------ Dataset records ------

//! Tagged error kinds surfaced by the engine.

use thiserror::Error;

/// Every failure the engine itself can produce.
///
/// Collaborator code (action callbacks, generators) reports failures as
/// `anyhow::Error`; the engine wraps those into the tagged kinds below at the
/// point where they enter engine control flow. The engine never retries:
/// retry and fallback behaviors compose as wrapper actions
/// (see [`crate::actions::resilience`]).
#[derive(Debug, Error)]
pub enum EngineError {
    /// `execute` was called on a state that does not match preconditions.
    #[error("action '{action}' cannot execute: preconditions not met")]
    PreconditionViolated { action: String },

    /// A* exhausted its search space or iteration cap.
    #[error("no action plan found for atomic goal '{goal}'")]
    NoPlanFor { goal: String },

    /// Hierarchical recursion went beyond the configured depth.
    #[error("maximum planning depth exceeded: {max_depth}")]
    DepthExceeded { max_depth: usize },

    /// The refiner returned nothing usable for a non-atomic goal.
    #[error("goal refinement produced no subgoals for '{goal}'")]
    EmptyRefinement { goal: String },

    /// An atomic node referenced an action name the executor does not know.
    #[error("action not registered: '{action}'")]
    ActionNotRegistered { action: String },

    /// An action's executor callback returned an error.
    #[error("action '{action}' failed: {cause}")]
    ActionFailed {
        action: String,
        cause: anyhow::Error,
    },

    /// A sub-action of a composite action failed.
    #[error("composite action '{composite}' failed at subaction {index} ({sub}): {cause}")]
    CompositeFailure {
        composite: String,
        index: usize,
        sub: String,
        cause: Box<EngineError>,
    },

    /// A child node of a composite graph node failed.
    #[error("child node '{child_id}' failed: {cause}")]
    ChildFailed {
        child_id: String,
        cause: Box<EngineError>,
    },

    /// External cancellation (or deadline expiry) was observed.
    #[error("cancelled")]
    Cancelled,

    /// I/O or serialization failure on the persisted graph.
    #[error("graph persistence failed: {message}")]
    Persistence { message: String },
}

impl EngineError {
    /// Build a persistence error carrying the failing operation's context.
    pub fn persistence(context: impl Into<String>, source: impl std::fmt::Display) -> Self {
        Self::Persistence {
            message: format!("{}: {}", context.into(), source),
        }
    }
}

pub type Result<T> = std::result::Result<T, EngineError>;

------

> Assignment
Could you transcribe the entries above word for word, from the line with "refinement produced no" down to the line with "the persisted graph.", keeping both?

> Answer box
    #[error("goal refinement produced no subgoals for '{goal}'")]
    EmptyRefinement { goal: String },

    /// An atomic node referenced an action name the executor does not know.
    #[error("action not registered: '{action}'")]
    ActionNotRegistered { action: String },

    /// An action's executor callback returned an error.
    #[error("action '{action}' failed: {cause}")]
    ActionFailed {
        action: String,
        cause: anyhow::Error,
    },

    /// A sub-action of a composite action failed.
    #[error("composite action '{composite}' failed at subaction {index} ({sub}): {cause}")]
    CompositeFailure {
        composite: String,
        index: usize,
        sub: String,
        cause: Box<EngineError>,
    },

    /// A child node of a composite graph node failed.
    #[error("child node '{child_id}' failed: {cause}")]
    ChildFailed {
        child_id: String,
        cause: Box<EngineError>,
    },

    /// External cancellation (or deadline expiry) was observed.
    #[error("cancelled")]
    Cancelled,

    /// I/O or serialization failure on the persisted graph.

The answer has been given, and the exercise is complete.